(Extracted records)

#####

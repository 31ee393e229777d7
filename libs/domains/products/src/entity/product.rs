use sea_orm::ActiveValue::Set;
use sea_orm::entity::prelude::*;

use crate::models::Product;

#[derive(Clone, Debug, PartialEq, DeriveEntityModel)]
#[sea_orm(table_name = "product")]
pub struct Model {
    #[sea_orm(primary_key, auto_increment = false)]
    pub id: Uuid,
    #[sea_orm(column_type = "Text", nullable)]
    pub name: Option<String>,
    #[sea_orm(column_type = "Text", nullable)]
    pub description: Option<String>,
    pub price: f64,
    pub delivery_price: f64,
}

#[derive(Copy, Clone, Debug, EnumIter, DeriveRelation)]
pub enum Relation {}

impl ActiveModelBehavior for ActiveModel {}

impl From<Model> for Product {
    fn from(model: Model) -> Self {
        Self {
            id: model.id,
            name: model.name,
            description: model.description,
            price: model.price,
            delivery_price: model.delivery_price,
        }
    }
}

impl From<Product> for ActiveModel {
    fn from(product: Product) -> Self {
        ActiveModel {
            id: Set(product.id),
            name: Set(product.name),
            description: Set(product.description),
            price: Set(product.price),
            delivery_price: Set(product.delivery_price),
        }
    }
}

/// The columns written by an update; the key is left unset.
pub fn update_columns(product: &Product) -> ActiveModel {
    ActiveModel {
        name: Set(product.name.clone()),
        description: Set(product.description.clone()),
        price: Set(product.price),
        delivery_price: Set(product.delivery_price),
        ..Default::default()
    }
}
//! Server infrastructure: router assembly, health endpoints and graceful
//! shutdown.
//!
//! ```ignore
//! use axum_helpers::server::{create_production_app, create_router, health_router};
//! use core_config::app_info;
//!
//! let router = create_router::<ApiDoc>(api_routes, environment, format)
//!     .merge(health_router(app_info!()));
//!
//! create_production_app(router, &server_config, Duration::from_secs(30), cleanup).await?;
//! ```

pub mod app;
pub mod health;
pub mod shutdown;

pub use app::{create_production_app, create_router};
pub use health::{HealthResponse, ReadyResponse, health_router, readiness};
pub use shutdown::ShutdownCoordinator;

#####

Work to be completed: What is needed is every line from the data above that includes the string "Debug", copied out.

Task result:
#[derive(Clone, Debug, PartialEq, DeriveEntityModel)]
#[derive(Copy, Clone, Debug, EnumIter, DeriveRelation)]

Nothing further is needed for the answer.